As you may, or may not know, I am a Front-end user interface engineer.1 I got a new Macbook Pro from work recently, to better facilitate my developer duties.2 Prior to this I was working on my personal machine with Arch Linux installed.3 Since linux and the BSDs (on which OS X is based) are so similar, I was able to transfer large portions of my linux environment to OS X with minimal downtime.
Or would have, had I not run into problems with SSH. After copying my ~/.ssh
directory from my linux box to OS X, I tried to log in to some remote machines. Much to my chagrin, I recieved the following prompt from our gitolite server indicating problems with SSH pubkey:
ssh -T git@gitserver
git@10.44.91.15's password:
After some searching on the internet I re-ran the command with the -vvv switch as ssh -T git@gitserver
:
debug1: Next authentication method: publickey
debug1: Trying private key: /Users/obennett/.ssh/id_ecdsa
debug1: key_parse_private_pem: PEM_read_PrivateKey failed
debug1: read PEM private key done: type <unknown>
Saving password to keychain failed
debug1: key_parse_private_pem: PEM_read_PrivateKey failed
debug1: read PEM private key done: type <unknown>
debug1: Next authentication method: password
My interpretation of this debug output was that OS X Yosemite didn't support ECDSA SSH keys.
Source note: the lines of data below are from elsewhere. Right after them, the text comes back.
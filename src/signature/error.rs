use thiserror::Error;

/// An error raised when validating a signature.
#[derive(Debug, Clone, Copy, PartialEq, Eq, Error)]
#[non_exhaustive]
pub enum SignatureError {
    /// The signature is longer than 255 bytes.
    #[error("signature is longer than 255 bytes")]
    TooLong,
    /// A byte which is not a type code.
    #[error("unknown type code `{0}`")]
    UnknownTypeCode(char),
    /// Containers nest deeper than the protocol allows.
    #[error("exceeded maximum container depth")]
    TooDeep,
    /// An `a` with no element type following it.
    #[error("array is missing an element type")]
    MissingArrayElementType,
    /// `()` is not a valid type.
    #[error("struct has no fields")]
    EmptyStruct,
    /// A `)` with no matching `(`.
    #[error("struct ended but never started")]
    UnmatchedParen,
    /// A `(` with no matching `)`.
    #[error("struct started but never ended")]
    UnterminatedStruct,
    /// A dict entry must hold exactly one key and one value.
    #[error("dict entry must have exactly two fields")]
    DictEntryFieldCount,
    /// Dict keys are restricted to basic types.
    #[error("dict entry key must be a basic type")]
    DictKeyMustBeBasic,
    /// A dict entry may only appear as an array element.
    #[error("dict entry only valid inside an array")]
    DictEntryNotInArray,
    /// A closing brace with no matching opening brace.
    #[error("dict entry ended but never started")]
    UnmatchedBrace,
    /// An opening brace with no matching closing brace.
    #[error("dict entry started but never ended")]
    UnterminatedDict,
}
Not intending to debug this any further I generated some RSA keys and went along my merry way. The RSA keys worked fine. We call that kind of thing a workaround.
This is the official job title bestowed upon me, but simple Front-end developer will suffice. Although, I do perform a fair bit of server backend (dev ops) duties as well -- e.g. setting up and maintaining our gitolite server.
Well, that and I didn't like the Dell machine I had. It was a nice machine, but it wasn't a mac. As I mentioned previously I'd put Ubuntu linux on my macbook pro to work around some very nasty hardware issues in the dedicated video car--issues which rendered my display useless.
Going with Arch Linux and and there rolling release allows me to have to most up to date packages available.